[Exercise goal]
The data is to be set down once more, exactly as it reads.

── Data shown ──

#![forbid(unsafe_code)]
//! Error types for the cache metadata toolkit.
//!
//! Defines `MetaError` and a `Result<T>` alias used throughout the
//! workspace.

use cmt_types::{BlockAddress, ParseError};
use thiserror::Error;

/// Unified error type for all metadata operations.
#[derive(Debug, Error)]
pub enum MetaError {
    #[error("I/O error: {0}")]
    Io(#[from] std::io::Error),

    #[error("I/O failed at block {location}: {source}")]
    BlockIo {
        location: BlockAddress,
        #[source]
        source: std::io::Error,
    },

    #[error("block {location} out of range (device has {nr_blocks} blocks)")]
    OutOfRange {
        location: BlockAddress,
        nr_blocks: u64,
    },

    #[error("corrupt metadata at block {block}: {detail}")]
    Corruption {
        block: BlockAddress,
        detail: String,
    },

    #[error(transparent)]
    Parse(#[from] ParseError),

    #[error("lock violation at block {block}: {detail}")]
    LockViolation {
        block: BlockAddress,
        detail: &'static str,
    },

    #[error("superblock released while {held} other locks held")]
    SuperblockUnlockedEarly { held: usize },

    #[error("metadata device is read-only")]
    ReadOnly,

    #[error("no free blocks in the metadata space map")]
    NoSpace,

    #[error("invalid metadata: {0}")]
    Invalid(String),
}

/// Result alias using `MetaError`.
pub type Result<T> = std::result::Result<T, MetaError>;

───

[Exercise solution]
#![forbid(unsafe_code)]
//! Error types for the cache metadata toolkit.
//!
//! Defines `MetaError` and a `Result<T>` alias used throughout the
//! workspace.

use cmt_types::{BlockAddress, ParseError};
use thiserror::Error;

/// Unified error type for all metadata operations.
#[derive(Debug, Error)]
pub enum MetaError {
    #[error("I/O error: {0}")]
    Io(#[from] std::io::Error),

    #[error("I/O failed at block {location}: {source}")]
    BlockIo {
        location: BlockAddress,
        #[source]
        source: std::io::Error,
    },

    #[error("block {location} out of range (device has {nr_blocks} blocks)")]
    OutOfRange {
        location: BlockAddress,
        nr_blocks: u64,
    },

    #[error("corrupt metadata at block {block}: {detail}")]
    Corruption {
        block: BlockAddress,
        detail: String,
    },

    #[error(transparent)]
    Parse(#[from] ParseError),

    #[error("lock violation at block {block}: {detail}")]
    LockViolation {
        block: BlockAddress,
        detail: &'static str,
    },

    #[error("superblock released while {held} other locks held")]
    SuperblockUnlockedEarly { held: usize },

    #[error("metadata device is read-only")]
    ReadOnly,

    #[error("no free blocks in the metadata space map")]
    NoSpace,

    #[error("invalid metadata: {0}")]
    Invalid(String),
}

/// Result alias using `MetaError`.
pub type Result<T> = std::result::Result<T, MetaError>;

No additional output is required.